This gluten and grain-free Quinoa Porridge breakfast can be as simple as the quinoa and your choice of milk. But it’s much more nutritious and delicious with the optional extras. It’s also a great way to use up left over quinoa. So next time you are planning a quinoa based meal, make sure you cook a bit extra for breakfast the next day. I have included instructions for cooking the quinoa in case you need it.
Quinoa Porridge is a fabulous, protein rich alternative to an oat based porridge. It’s also my next recipe to feature on JamieOliver.com – my twist on Jamie’s Banana and Cinnamon Porridge recipe. Enjoy!

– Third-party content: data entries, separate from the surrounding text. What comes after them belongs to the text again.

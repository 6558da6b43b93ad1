// SPDX-License-Identifier: LGPL-2.1
// Copyright 2021 Daniel Vogelbacher <daniel@chaospixel.com>

use std::{
  fs::{self, read_dir},
  path::{Path, PathBuf},
};

use log::warn;

use crate::{AppError, Result};

/// Source file and where its output goes
#[derive(Debug, Clone, PartialEq)]
pub struct FileMap {
  pub src: PathBuf,
  pub dest: PathBuf,
}

#[derive(Debug, Clone, PartialEq)]
pub struct DirMap {
  pub src: PathBuf,
  pub dest: PathBuf,
}

/// Process mode
#[derive(Debug, Clone, PartialEq)]
pub enum MapMode {
  File(FileMap),
  Dir(DirMap),
}

impl FileMap {
  pub fn new(src: &Path, dest: &Path) -> Self {
    Self {
      src: PathBuf::from(src),
      dest: PathBuf::from(dest),
    }
  }

  /// Output path for a file with extension `ext`.
  ///
  /// If `dest` is an existing directory, the output is placed inside it
  /// and named after the source file.
  pub fn output_with_extension(&self, ext: &str) -> PathBuf {
    if self.dest.is_dir() {
      let name = self.src.file_name().map(PathBuf::from).unwrap_or_default();
      self.dest.join(name).with_extension(ext)
    } else {
      self.dest.clone()
    }
  }
}

impl DirMap {
  /// Construct new DirMap instance from src and dest
  pub fn new(src: &Path, dest: &Path) -> Self {
    Self {
      src: PathBuf::from(src),
      dest: PathBuf::from(dest),
    }
  }

  /// Get file list of source/destination mapped files
  pub fn file_list<F>(&self, recursive: bool, filter: F) -> Result<Vec<FileMap>>
  where
    F: Fn(&Path) -> bool + Copy,
  {
    read_filtered_dir(&self.src, recursive, filter)?
      .into_iter()
      .map(|entry| self.make_mapping(&entry))
      .collect()
  }

  /// Map `input` path to output, keeping the sub directory structure
  fn make_mapping(&self, input: &Path) -> Result<FileMap> {
    let sub_location = input
      .strip_prefix(&self.src)
      .map_err(|_| AppError::General(format!("{} is not located inside {}", input.display(), self.src.display())))?;
    Ok(FileMap {
      src: PathBuf::from(input),
      dest: self.dest.join(sub_location),
    })
  }
}

impl MapMode {
  /// Construct new MapMode from given input and output
  pub fn new(input: &Path, output: &Path) -> Result<MapMode> {
    if !input.exists() {
      return Err(AppError::NotFound(input.to_owned()));
    }
    let input_md = input.metadata()?;

    if input_md.is_file() {
      Ok(MapMode::File(FileMap::new(&input.canonicalize()?, output)))
    } else if input_md.is_dir() {
      if !output.exists() {
        return Err(AppError::NotFound(output.to_owned()));
      }
      if !output.metadata()?.is_dir() {
        return Err(AppError::InvalidCmdSwitch(format!(
          "Output '{}' must be a directory, because input is a directory",
          output.display()
        )));
      }
      Ok(MapMode::Dir(DirMap::new(&input.canonicalize()?, &output.canonicalize()?)))
    } else {
      Err(AppError::General(format!("Unable to determine type of {}", input.display())))
    }
  }
}

/// Read directory (optionally recursive) and filter entries
fn read_filtered_dir<F>(input: &Path, recursive: bool, filter: F) -> Result<Vec<PathBuf>>
where
  F: Fn(&Path) -> bool + Copy,
{
  let mut result = Vec::new();
  for entry in read_dir(input)? {
    let path = entry?.path();
    let md = fs::metadata(&path)?;
    if md.is_file() {
      if filter(&path) {
        result.push(path);
      }
    } else if md.is_dir() {
      if recursive {
        result.extend(read_filtered_dir(&path, recursive, filter)?);
      }
    } else {
      // Sockets, device files etc.
      warn!("Unable to determine type of {}", path.display());
    }
  }
  result.sort();
  Ok(result)
}
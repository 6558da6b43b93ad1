// SPDX-License-Identifier: LGPL-2.1
// Copyright 2021 Daniel Vogelbacher <daniel@chaospixel.com>

use clap::ArgMatches;
use log::{debug, warn};
use sonyraw::{
  RawDecodeParams,
  analyze::{raw_as_pgm, raw_pixels_digest},
  rawsource::RawSource,
};
use std::{
  fs::File,
  io::{BufWriter, Write},
  path::PathBuf,
};

use crate::AppError;

fn decode_params(options: &ArgMatches) -> RawDecodeParams {
  RawDecodeParams {
    max_chain: options.get_one::<usize>("max_chain").copied(),
    key: options.get_one::<[u8; 4]>("key").copied(),
    width: options.get_one::<usize>("width").copied(),
  }
}

/// Entry point for Clap sub command `decode`
pub async fn decode(options: &ArgMatches) -> crate::Result<()> {
  let in_file: &PathBuf = options.get_one("FILE").ok_or(AppError::InvalidCmdSwitch("FILE not available".into()))?;
  let params = decode_params(options);
  debug!("Infile: {:?}, params: {:?}", in_file, params);

  if options.get_flag("checksum") {
    let digest = raw_pixels_digest(in_file, &params)?;
    println!("{}", hex::encode(digest));
    return Ok(());
  }

  let rawfile = RawSource::new(in_file)?;
  let image = sonyraw::decode(&mut rawfile.reader(), &params)?;
  for issue in &image.issues {
    warn!("{}", issue);
  }
  if options.get_flag("verbose") {
    eprintln!(
      "Decoded {}x{} samples, {} bps, {} damaged blocks",
      image.width,
      image.height,
      image.bps,
      image.issues.len()
    );
  }

  match options.get_one::<PathBuf>("OUTPUT") {
    Some(out_file) => {
      if out_file.exists() && !options.get_flag("override") {
        return Err(AppError::AlreadyExists(out_file.clone()));
      }
      let mut writer = BufWriter::new(File::create(out_file)?);
      raw_as_pgm(image.width, image.height, image.pixels(), &mut writer)?;
      writer.flush()?;
    }
    None => {
      let mut writer = BufWriter::new(std::io::stdout());
      raw_as_pgm(image.width, image.height, image.pixels(), &mut writer)?;
      writer.flush()?;
    }
  }
  Ok(())
}
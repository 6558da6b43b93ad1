// SPDX-License-Identifier: LGPL-2.1
// Copyright 2021 Daniel Vogelbacher <daniel@chaospixel.com>

use crate::{SonyRawError, bits::Endian, decoders::decode_threaded, pixarray::PixU16};

/// Bytes per uncompressed block
pub const PACKED_BLOCK_SIZE: usize = 32;

/// Unpack 16 samples of 16 bit, stored in document byte order
pub fn unpack_block_16(block: &[u8], endian: Endian) -> crate::Result<[u16; 16]> {
  if block.len() < PACKED_BLOCK_SIZE {
    return Err(SonyRawError::TruncatedBlock {
      offset: 0,
      len: block.len(),
      expected: PACKED_BLOCK_SIZE,
    });
  }
  let mut out = [0; 16];
  for (i, pix) in out.iter_mut().enumerate() {
    *pix = endian.read_u16(block, i * 2);
  }
  Ok(out)
}

/// Decode uncompressed 16 bit samples, rows in parallel.
/// Rows that are cut off by the end of `buf` are reported and left zero
/// from the first missing sample.
pub fn decode_16(buf: &[u8], width: usize, height: usize, endian: Endian) -> (PixU16, Vec<SonyRawError>) {
  decode_threaded(width, height, &|out: &mut [u16], row| {
    let start = row * width * 2;
    let inb = buf.get(start..).unwrap_or(&[]);
    for (pix, bytes) in out.iter_mut().zip(inb.chunks_exact(2)) {
      *pix = endian.read_u16(bytes, 0);
    }
    let available = inb.len() / 2;
    if available < width {
      vec![SonyRawError::TruncatedBlock {
        offset: start + available * 2,
        len: inb.len() % 2,
        expected: (width - available) * 2,
      }]
    } else {
      Vec::new()
    }
  })
}
// SPDX-License-Identifier: LGPL-2.1
// Copyright 2021 Daniel Vogelbacher <daniel@chaospixel.com>

use std::io::{Cursor, Read, Seek};

use image::{DynamicImage, ImageFormat, ImageReader};
use log::debug;
use serde::{Deserialize, Serialize};

use crate::{
  SonyRawError,
  formats::tiff::{IFD, TiffReader, read_from_file},
  tags::TiffCommonTag,
};

/// Location of the embedded JPEG preview
#[derive(Debug, Copy, Clone, PartialEq, Eq, Serialize, Deserialize)]
pub struct PreviewRegion {
  pub offset: u32,
  pub length: u32,
}

impl PreviewRegion {
  /// Region from an IFD carrying both JPEGInterchangeFormat tags
  pub fn from_ifd(ifd: &IFD) -> Option<Self> {
    let offset = ifd.get_value(TiffCommonTag::JPEGInterchangeFormat)?.get_u32(0)?;
    let length = ifd.get_value(TiffCommonTag::JPEGInterchangeFormatLength)?.get_u32(0)?;
    Some(Self { offset, length })
  }
}

/// Search the IFD chain, then the sub IFDs, for the preview location
pub fn find_preview<T: TiffReader>(tiff: &T) -> Option<PreviewRegion> {
  let region = tiff
    .chain()
    .iter()
    .find_map(PreviewRegion::from_ifd)
    .or_else(|| {
      tiff
        .find_ifds_with_tag(TiffCommonTag::JPEGInterchangeFormat)
        .into_iter()
        .find_map(PreviewRegion::from_ifd)
    });
  debug!("Preview region: {:?}", region);
  region
}

/// Copy the preview bytes verbatim
pub fn extract_preview<R: Read + Seek>(file: &mut R, region: &PreviewRegion) -> crate::Result<Vec<u8>> {
  Ok(read_from_file(file, region.offset as u64, region.length as u64)?)
}

/// True if buffer starts with a JPEG SOI marker
pub fn is_jpeg(buf: &[u8]) -> bool {
  buf.starts_with(&[0xff, 0xd8])
}

/// Dimensions from the JPEG header, without decoding the image
pub fn preview_dimensions(buf: &[u8]) -> crate::Result<(u32, u32)> {
  ImageReader::with_format(Cursor::new(buf), ImageFormat::Jpeg)
    .into_dimensions()
    .map_err(|err| SonyRawError::DecoderFailed(format!("Failed to read JPEG header: {:?}", err)))
}

pub fn preview_image(buf: &[u8]) -> crate::Result<DynamicImage> {
  image::load_from_memory_with_format(buf, ImageFormat::Jpeg).map_err(|err| SonyRawError::DecoderFailed(format!("Failed to read JPEG image: {:?}", err)))
}
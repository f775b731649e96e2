//! Product aggregate writer.
//!
//! A write moves through these stages:
//!
//! ```text
//! Validating ─► PersistingRoot ─► PersistingChildren ─► Committing ─► Refreshing ─► Done
//!      │               │                  │                  │
//!      └───────────────┴──────────────────┴──────────────────┴──► Aborted (rollback)
//! ```
//!
//! Natural keys are checked and variant SKUs resolved before the
//! transaction opens; uploads also happen up front so that no network call
//! runs while a transaction is held. Blobs uploaded by a write that later
//! aborts are deleted again.

use std::sync::Arc;
use std::time::Instant;

use async_trait::async_trait;
use chrono::{DateTime, Utc};
use common::{ActorId, AggregateId, RecordId};
use domain::{
    AttributeInput, AuditStamp, ChildKind, CreateProduct, ImageInput, Product, ProductAggregate,
    ProductAttributeValue, ProductImage, ProductTag, ProductVariant, UpdateProduct, VariantInput,
    slugify,
};
use store::{Connection, ConnectionExt, ProductRepository, Store, StoreError, TransactionScope};
use thiserror::Error;
use uuid::Uuid;

use crate::assemble::{ProductView, ProductViewAssembler, ResponseAssembler, assemble_guarded};
use crate::config::WriterConfig;
use crate::error::{OrchestratorError, Result};
use crate::invalidate::CacheInvalidator;
use crate::receipt::{ResponseState, SkippedChild, WriteReceipt};
use crate::services::{BlobStore, CacheService};
use crate::sku::{ClaimedKeys, KeyProbe, ResolveError, SkuResolver};
use crate::upload::{ImageUploader, UploadLedger};

type ProductAssembler = dyn ResponseAssembler<Source = ProductAggregate, Output = ProductView>;

const CREATE: &str = "product create";
const UPDATE: &str = "product update";
const DELETE: &str = "product delete";
const READ: &str = "product read";

/// Natural keys of a product root.
#[derive(Debug, Clone, Copy, PartialEq, Eq)]
enum NaturalKey {
    Sku,
    Slug,
}

impl NaturalKey {
    fn field(self) -> &'static str {
        match self {
            NaturalKey::Sku => "sku",
            NaturalKey::Slug => "slug",
        }
    }

    fn from_constraint(constraint: &str) -> Option<Self> {
        match constraint {
            "products_sku_key" => Some(NaturalKey::Sku),
            "products_slug_key" => Some(NaturalKey::Slug),
            _ => None,
        }
    }
}

/// Why a product transaction was rolled back.
#[derive(Debug, Error)]
enum WriteAbort {
    #[error("root write failed: {0}")]
    Root(StoreError),

    #[error("{kind} write failed: {source}")]
    Child { kind: ChildKind, source: StoreError },

    #[error("product no longer exists")]
    Missing,

    #[error(transparent)]
    Store(#[from] StoreError),
}

enum RootWrite {
    Insert(Product),
    Update(Product),
}

/// Children prepared before the transaction, each tagged with its position
/// in the caller's input.
#[derive(Default)]
struct ChildPlan {
    /// Kinds whose existing rows are deleted before the new ones go in.
    replace: Vec<ChildKind>,
    images: Vec<(usize, ProductImage)>,
    variants: Vec<(usize, ProductVariant)>,
    attributes: Vec<(usize, ProductAttributeValue)>,
    tags: Vec<(usize, ProductTag)>,
}

/// Probes variant SKUs, ignoring variants of the product being written
/// since a replace-all removes them first.
struct VariantSkuProbe<'a, C> {
    conn: &'a mut C,
    owner: AggregateId,
}

#[async_trait]
impl<'a, C: Connection> KeyProbe for VariantSkuProbe<'a, C> {
    async fn is_taken(&mut self, key: &str) -> std::result::Result<bool, StoreError> {
        let holder = self.conn.variant_by_sku(key).await?;
        Ok(holder.is_some_and(|v| v.product_id != self.owner))
    }
}

fn sort_order(index: usize) -> i32 {
    i32::try_from(index).unwrap_or(i32::MAX)
}

fn settle(
    result: store::Result<()>,
    kind: ChildKind,
    index: usize,
    skipped: &mut Vec<SkippedChild>,
) -> std::result::Result<(), WriteAbort> {
    match result {
        Ok(()) => Ok(()),
        Err(e) if e.is_item_level() => {
            tracing::warn!(%kind, index, error = %e, "child skipped");
            skipped.push(SkippedChild::new(kind, index, e.to_string()));
            Ok(())
        }
        Err(source) => Err(WriteAbort::Child { kind, source }),
    }
}

async fn persist_product<C: Connection>(
    conn: &mut C,
    root: RootWrite,
    plan: ChildPlan,
) -> std::result::Result<Vec<SkippedChild>, WriteAbort> {
    let product_id = match &root {
        RootWrite::Insert(product) => {
            conn.insert_product(product).await.map_err(WriteAbort::Root)?;
            product.id
        }
        RootWrite::Update(product) => {
            if !conn.update_product(product).await.map_err(WriteAbort::Root)? {
                return Err(WriteAbort::Missing);
            }
            product.id
        }
    };

    for kind in plan.replace {
        let removed = conn
            .delete_children(product_id, kind)
            .await
            .map_err(|source| WriteAbort::Child { kind, source })?;
        tracing::debug!(%kind, removed, "existing children removed");
    }

    let mut skipped = Vec::new();
    for (index, image) in plan.images {
        settle(
            conn.insert_image(&image).await,
            ChildKind::Image,
            index,
            &mut skipped,
        )?;
    }
    for (index, variant) in plan.variants {
        settle(
            conn.insert_variant(&variant).await,
            ChildKind::Variant,
            index,
            &mut skipped,
        )?;
    }
    for (index, value) in plan.attributes {
        settle(
            conn.insert_attribute_value(&value).await,
            ChildKind::AttributeValue,
            index,
            &mut skipped,
        )?;
    }
    for (index, tag) in plan.tags {
        settle(conn.insert_tag(&tag).await, ChildKind::Tag, index, &mut skipped)?;
    }
    Ok(skipped)
}

async fn remove_product<C: Connection>(
    conn: &mut C,
    product_id: AggregateId,
) -> std::result::Result<u64, WriteAbort> {
    let mut removed = 0;
    for kind in ChildKind::ALL {
        removed += conn
            .delete_children(product_id, kind)
            .await
            .map_err(|source| WriteAbort::Child { kind, source })?;
    }
    if !conn
        .delete_product(product_id)
        .await
        .map_err(WriteAbort::Root)?
    {
        return Err(WriteAbort::Missing);
    }
    Ok(removed)
}

fn build_attributes(
    product_id: AggregateId,
    inputs: &[AttributeInput],
    now: DateTime<Utc>,
) -> Vec<(usize, ProductAttributeValue)> {
    inputs
        .iter()
        .enumerate()
        .map(|(index, input)| {
            (
                index,
                ProductAttributeValue {
                    id: RecordId::new(),
                    product_id,
                    attribute_id: input.attribute_id,
                    value: input.value.trim().to_string(),
                    created_at: now,
                },
            )
        })
        .collect()
}

fn build_tags(
    product_id: AggregateId,
    tag_ids: &[Uuid],
    now: DateTime<Utc>,
) -> Vec<(usize, ProductTag)> {
    tag_ids
        .iter()
        .enumerate()
        .map(|(index, tag_id)| {
            (
                index,
                ProductTag {
                    id: RecordId::new(),
                    product_id,
                    tag_id: *tag_id,
                    created_at: now,
                },
            )
        })
        .collect()
}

Take a look at the variations (below the main recipe) for suggestions to alter the recipe to suit any specific dietary requirements.
- 2 cups cooked quinoa - or ¾ cup uncooked
- 250 ml milk (1 cup) of your choice, my personal preference is coconut milk - delicious!
- 30 g rice malt syrup, honey or maple syrup (2 tbsp or adjust to taste)
- 1 tsp ground cinnamon
- 1 tsp ground cardamom
- 35 g nuts (¼ cup) of your choice
- In a small saucepan, place the quinoa, sweetener, optional extras and milk of your choice and heat until just hot (but not boiling).
- Top with the nuts or seeds and serve immediately. I like this also served with slightly acidic fruits like citrus, pineapple, kiwifruit, passion fruit or berries (to cut through the creaminess of the porridge). Banana is lovely too.
- Store in an airtight container in the fridge.
To Cook Quinoa
- Firstly rinse the quinoa in a fine sieve really well for at least 1 minute (this removes the bitter saponins from the quinoa). Cook the quinoa by placing it into a pot with 1½ cups of water.
- Bring the mixture to a boil over medium-high heat, then decrease the heat a bit to maintain a gentle simmer. Cook uncovered until the quinoa has absorbed all of the water, about 10 to 12 minutes.
- Remove the pot from heat, cover, and let the quinoa steam for 5 minutes. This step gives the quinoa time to pop open and the little white spiral to appear. After 5 minutes, remove the lid and fluff the quinoa with a fork. Allow to cool.